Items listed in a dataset
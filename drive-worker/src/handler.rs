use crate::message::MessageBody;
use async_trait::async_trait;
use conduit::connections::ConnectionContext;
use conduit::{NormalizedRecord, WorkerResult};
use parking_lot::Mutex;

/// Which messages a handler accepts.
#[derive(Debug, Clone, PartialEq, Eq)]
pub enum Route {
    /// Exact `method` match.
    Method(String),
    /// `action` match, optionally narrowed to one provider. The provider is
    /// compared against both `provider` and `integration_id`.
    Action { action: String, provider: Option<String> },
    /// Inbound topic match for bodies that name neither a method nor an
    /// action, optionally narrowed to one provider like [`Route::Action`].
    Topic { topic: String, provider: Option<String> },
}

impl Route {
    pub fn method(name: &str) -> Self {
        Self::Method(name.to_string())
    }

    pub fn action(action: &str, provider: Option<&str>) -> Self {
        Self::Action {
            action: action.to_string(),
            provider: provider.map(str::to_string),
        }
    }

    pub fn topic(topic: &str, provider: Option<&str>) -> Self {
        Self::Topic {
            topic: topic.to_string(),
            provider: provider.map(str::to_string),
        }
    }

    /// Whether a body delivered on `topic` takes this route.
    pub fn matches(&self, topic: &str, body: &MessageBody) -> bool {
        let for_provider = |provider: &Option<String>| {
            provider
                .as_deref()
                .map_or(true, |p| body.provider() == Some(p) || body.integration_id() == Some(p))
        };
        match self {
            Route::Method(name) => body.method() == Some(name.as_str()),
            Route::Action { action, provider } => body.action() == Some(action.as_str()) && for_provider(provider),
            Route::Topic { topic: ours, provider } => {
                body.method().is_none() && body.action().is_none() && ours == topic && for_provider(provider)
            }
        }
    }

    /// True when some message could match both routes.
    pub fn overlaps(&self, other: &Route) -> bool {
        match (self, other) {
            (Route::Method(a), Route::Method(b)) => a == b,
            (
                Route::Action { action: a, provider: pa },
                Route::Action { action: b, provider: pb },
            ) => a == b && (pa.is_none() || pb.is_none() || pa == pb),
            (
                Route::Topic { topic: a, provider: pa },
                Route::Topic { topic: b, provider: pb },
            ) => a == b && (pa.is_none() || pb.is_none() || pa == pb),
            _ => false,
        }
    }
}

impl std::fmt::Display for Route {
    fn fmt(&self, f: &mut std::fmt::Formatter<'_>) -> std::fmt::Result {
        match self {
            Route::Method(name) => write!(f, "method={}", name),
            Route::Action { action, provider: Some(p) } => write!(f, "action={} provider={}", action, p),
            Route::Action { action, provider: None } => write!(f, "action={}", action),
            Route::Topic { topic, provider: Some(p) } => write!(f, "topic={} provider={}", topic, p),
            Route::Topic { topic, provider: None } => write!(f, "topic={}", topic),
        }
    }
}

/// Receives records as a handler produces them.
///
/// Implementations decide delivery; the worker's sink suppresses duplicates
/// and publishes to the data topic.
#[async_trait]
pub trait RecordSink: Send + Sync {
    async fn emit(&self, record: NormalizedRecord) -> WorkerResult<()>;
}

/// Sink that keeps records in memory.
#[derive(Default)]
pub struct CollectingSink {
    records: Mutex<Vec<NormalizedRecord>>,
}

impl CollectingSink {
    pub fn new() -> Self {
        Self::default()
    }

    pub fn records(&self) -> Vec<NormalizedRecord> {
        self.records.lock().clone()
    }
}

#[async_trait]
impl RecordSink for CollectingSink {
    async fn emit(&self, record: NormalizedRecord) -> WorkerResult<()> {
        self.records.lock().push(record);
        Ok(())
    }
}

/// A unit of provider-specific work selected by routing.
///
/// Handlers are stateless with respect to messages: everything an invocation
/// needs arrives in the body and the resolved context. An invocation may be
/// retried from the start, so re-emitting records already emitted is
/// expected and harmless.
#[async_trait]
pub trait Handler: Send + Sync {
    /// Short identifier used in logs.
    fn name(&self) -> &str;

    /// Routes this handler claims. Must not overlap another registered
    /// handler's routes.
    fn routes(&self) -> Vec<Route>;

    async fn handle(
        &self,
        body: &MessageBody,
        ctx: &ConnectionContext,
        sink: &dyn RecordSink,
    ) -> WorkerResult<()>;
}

What the exercise asks: Give the number of lines in the entries that hold the word "Mutex", and nothing else.

Reply to the exercise: 2